WHAT THE TASK REQUIRES: Only a number is wanted here, namely how many lines of the data contain the string "action".

SUPPLIED RECORDS:
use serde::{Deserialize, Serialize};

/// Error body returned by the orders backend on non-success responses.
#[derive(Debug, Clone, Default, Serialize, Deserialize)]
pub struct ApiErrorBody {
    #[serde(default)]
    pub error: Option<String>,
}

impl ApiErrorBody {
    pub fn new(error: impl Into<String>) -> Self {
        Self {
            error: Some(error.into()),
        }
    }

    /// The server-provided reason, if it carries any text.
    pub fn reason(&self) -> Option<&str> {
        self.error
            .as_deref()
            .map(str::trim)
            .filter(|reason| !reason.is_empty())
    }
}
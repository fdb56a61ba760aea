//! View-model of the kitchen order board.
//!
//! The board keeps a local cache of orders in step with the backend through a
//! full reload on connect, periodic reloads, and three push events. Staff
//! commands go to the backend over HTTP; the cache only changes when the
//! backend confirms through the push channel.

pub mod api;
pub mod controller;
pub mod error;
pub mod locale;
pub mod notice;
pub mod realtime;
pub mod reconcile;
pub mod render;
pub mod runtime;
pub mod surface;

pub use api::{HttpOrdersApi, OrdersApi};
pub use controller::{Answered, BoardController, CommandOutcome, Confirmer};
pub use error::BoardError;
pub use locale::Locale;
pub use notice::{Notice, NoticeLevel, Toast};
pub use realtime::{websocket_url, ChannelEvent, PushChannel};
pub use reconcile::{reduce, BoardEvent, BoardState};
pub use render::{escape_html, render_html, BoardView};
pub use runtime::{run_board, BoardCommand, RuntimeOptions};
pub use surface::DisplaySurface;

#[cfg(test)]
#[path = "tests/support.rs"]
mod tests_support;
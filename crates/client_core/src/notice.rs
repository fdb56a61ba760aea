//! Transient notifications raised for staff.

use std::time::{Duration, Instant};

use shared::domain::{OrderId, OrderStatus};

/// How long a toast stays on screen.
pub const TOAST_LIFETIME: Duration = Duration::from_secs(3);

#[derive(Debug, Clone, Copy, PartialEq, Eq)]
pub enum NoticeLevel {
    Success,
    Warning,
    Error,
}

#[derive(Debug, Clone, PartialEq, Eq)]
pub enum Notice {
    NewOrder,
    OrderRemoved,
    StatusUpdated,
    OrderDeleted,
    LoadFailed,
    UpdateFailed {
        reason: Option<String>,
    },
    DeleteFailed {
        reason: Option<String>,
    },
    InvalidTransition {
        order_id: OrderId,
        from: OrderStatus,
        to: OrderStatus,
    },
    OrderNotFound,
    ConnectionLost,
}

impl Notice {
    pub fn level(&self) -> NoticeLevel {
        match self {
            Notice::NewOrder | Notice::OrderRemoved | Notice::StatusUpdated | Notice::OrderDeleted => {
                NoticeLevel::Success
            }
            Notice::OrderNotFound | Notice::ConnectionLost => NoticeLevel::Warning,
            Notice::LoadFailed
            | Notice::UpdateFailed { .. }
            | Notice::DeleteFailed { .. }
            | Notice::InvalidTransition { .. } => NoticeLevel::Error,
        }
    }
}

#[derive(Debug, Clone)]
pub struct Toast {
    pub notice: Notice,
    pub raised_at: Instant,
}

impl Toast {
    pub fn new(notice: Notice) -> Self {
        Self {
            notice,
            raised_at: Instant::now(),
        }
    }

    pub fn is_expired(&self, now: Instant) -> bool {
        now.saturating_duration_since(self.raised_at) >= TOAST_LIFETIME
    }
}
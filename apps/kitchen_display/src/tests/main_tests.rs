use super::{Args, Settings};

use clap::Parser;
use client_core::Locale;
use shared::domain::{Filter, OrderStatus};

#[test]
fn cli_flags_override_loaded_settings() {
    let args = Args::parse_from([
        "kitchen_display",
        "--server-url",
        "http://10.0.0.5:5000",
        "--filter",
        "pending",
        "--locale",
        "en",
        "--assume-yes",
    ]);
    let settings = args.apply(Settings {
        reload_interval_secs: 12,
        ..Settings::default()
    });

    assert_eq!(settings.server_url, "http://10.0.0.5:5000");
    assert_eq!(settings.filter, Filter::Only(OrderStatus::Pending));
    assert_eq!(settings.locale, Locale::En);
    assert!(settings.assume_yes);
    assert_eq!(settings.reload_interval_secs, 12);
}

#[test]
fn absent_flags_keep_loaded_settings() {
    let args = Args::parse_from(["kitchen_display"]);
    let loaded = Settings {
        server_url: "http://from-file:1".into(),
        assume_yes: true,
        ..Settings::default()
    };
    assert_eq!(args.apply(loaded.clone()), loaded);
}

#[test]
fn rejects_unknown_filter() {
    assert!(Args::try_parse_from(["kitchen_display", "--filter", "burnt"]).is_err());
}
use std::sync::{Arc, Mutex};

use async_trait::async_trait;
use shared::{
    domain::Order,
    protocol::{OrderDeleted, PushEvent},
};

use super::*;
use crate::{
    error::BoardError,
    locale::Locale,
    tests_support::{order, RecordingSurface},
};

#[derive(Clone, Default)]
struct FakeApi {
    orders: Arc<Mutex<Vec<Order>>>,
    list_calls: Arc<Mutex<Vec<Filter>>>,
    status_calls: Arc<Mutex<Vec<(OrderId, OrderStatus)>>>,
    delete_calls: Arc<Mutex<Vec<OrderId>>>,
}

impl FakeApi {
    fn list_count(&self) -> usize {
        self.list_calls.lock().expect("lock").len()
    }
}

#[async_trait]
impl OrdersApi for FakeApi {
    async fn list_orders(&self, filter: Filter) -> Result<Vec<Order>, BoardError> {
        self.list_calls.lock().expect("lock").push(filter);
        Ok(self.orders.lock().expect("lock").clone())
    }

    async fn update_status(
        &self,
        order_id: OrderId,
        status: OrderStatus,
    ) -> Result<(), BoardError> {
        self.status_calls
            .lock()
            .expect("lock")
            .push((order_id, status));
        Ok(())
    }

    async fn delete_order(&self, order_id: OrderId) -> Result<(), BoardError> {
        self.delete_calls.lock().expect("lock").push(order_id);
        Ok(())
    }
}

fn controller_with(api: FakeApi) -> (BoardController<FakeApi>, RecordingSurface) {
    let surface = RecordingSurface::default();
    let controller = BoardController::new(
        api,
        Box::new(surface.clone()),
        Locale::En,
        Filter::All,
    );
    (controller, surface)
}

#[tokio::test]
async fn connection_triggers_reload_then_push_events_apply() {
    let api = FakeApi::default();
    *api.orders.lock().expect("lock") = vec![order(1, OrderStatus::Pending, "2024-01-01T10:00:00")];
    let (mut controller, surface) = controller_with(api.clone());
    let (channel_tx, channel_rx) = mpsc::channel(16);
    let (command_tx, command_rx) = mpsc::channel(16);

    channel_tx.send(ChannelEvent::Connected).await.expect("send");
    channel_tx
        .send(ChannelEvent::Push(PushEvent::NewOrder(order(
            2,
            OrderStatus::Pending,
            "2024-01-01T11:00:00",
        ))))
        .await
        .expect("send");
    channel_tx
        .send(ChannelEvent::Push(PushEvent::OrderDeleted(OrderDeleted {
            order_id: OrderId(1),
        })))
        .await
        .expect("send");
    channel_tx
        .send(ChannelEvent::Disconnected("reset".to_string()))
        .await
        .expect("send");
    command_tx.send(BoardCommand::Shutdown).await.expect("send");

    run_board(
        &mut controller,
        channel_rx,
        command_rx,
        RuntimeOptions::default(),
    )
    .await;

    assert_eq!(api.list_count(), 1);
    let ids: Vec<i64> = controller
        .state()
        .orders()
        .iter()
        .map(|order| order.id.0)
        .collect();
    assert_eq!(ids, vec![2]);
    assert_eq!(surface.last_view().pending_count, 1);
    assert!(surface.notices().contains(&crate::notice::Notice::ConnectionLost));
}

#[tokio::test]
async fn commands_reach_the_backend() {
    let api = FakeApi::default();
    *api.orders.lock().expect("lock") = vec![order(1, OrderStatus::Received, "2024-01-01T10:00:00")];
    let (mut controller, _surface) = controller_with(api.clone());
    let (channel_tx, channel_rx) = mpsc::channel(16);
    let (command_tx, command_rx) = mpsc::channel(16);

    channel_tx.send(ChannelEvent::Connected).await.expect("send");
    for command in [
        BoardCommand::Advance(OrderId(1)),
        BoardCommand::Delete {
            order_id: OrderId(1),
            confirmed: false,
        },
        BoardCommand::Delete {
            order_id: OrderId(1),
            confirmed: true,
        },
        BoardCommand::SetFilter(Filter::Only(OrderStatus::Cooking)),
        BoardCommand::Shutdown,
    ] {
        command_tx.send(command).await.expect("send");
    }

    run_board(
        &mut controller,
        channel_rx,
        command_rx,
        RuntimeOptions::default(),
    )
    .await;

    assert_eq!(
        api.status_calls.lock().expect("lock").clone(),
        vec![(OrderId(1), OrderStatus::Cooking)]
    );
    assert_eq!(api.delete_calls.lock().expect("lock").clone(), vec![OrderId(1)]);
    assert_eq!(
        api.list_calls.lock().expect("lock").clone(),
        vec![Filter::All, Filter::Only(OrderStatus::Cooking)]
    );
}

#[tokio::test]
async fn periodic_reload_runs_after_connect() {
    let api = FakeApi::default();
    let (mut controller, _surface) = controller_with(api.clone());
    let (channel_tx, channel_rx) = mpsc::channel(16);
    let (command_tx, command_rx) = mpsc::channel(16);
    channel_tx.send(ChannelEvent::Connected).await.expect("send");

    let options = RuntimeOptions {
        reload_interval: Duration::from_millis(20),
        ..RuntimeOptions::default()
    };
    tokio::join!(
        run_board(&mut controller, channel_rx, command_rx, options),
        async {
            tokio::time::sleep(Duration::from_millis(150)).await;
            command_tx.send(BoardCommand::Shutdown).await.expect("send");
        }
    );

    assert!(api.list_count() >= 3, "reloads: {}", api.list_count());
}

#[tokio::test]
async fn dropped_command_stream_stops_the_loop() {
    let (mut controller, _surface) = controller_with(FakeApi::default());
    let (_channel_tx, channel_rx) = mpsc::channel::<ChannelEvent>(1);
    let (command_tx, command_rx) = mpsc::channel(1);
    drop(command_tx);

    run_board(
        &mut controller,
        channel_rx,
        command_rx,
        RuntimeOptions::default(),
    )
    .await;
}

==

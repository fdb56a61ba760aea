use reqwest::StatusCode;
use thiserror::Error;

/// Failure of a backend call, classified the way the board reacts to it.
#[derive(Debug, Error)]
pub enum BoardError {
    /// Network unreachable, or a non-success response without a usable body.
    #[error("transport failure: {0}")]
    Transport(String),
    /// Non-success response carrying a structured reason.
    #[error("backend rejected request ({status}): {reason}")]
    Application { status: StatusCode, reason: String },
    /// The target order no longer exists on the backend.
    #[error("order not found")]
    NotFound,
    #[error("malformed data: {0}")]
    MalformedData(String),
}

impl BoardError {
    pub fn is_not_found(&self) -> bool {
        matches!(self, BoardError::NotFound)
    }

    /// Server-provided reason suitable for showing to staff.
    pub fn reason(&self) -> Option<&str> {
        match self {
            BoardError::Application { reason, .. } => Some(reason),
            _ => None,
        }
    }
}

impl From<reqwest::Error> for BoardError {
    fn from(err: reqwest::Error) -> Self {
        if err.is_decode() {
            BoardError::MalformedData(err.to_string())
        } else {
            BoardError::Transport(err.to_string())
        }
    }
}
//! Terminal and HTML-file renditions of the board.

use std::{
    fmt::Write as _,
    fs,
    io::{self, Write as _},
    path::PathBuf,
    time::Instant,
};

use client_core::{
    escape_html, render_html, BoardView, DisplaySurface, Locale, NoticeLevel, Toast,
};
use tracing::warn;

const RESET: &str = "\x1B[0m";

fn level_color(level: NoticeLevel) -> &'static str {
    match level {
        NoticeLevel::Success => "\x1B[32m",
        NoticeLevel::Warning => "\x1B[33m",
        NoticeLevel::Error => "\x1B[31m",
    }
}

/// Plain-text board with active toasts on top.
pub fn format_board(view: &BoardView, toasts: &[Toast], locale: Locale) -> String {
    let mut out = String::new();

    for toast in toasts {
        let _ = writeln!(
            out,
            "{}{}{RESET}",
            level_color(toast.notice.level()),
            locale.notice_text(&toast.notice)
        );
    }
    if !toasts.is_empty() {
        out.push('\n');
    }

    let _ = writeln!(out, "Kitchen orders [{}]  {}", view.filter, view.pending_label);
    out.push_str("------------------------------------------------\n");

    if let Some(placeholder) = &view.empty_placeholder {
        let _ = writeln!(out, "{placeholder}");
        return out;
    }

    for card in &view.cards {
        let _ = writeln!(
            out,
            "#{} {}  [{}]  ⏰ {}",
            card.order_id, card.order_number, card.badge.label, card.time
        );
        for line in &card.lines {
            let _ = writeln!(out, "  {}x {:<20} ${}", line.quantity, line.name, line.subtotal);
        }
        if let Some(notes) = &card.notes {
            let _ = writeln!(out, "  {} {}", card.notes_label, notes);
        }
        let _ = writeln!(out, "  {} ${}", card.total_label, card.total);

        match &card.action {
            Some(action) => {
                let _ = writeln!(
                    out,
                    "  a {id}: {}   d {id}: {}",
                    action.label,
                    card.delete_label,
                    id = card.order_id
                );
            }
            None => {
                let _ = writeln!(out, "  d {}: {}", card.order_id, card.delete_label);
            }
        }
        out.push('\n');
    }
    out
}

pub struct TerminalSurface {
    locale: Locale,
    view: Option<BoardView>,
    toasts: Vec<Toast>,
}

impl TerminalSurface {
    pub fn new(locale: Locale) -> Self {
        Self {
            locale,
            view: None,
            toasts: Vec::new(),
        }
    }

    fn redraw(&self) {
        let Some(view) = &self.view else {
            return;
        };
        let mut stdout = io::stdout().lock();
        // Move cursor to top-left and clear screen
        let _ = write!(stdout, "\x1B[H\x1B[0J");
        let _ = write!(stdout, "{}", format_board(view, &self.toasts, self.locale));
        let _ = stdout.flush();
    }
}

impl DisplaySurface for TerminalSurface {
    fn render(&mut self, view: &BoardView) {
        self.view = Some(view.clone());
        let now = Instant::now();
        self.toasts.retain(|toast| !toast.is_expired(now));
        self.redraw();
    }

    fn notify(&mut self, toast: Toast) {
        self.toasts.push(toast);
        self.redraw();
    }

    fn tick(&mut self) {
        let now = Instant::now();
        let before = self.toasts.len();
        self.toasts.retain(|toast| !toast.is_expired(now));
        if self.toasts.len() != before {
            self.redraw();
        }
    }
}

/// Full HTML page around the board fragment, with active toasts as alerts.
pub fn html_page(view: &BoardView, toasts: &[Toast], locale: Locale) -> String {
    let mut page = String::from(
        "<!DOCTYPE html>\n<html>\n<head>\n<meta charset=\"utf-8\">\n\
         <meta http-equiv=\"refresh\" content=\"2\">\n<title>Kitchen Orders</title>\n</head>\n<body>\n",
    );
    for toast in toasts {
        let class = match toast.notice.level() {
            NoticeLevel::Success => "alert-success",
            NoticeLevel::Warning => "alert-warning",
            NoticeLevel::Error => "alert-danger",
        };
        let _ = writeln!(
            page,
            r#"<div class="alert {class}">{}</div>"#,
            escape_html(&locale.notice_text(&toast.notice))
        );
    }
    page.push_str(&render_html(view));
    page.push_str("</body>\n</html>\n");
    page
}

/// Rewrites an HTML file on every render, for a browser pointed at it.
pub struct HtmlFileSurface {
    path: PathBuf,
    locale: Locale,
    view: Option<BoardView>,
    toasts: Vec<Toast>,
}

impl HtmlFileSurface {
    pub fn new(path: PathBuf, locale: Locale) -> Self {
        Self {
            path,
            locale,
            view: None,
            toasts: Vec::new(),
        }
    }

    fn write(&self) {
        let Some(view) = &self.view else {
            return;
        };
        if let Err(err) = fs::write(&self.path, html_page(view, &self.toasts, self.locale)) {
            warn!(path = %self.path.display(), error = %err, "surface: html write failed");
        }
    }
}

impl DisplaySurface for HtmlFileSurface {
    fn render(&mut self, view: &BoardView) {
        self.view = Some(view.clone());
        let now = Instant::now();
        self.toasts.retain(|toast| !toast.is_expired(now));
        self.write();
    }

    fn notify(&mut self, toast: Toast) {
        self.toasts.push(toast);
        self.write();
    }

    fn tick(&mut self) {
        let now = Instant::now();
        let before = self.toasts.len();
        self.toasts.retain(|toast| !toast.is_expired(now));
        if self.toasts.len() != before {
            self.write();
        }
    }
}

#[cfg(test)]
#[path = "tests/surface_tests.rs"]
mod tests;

FINISHED EXERCISE: 3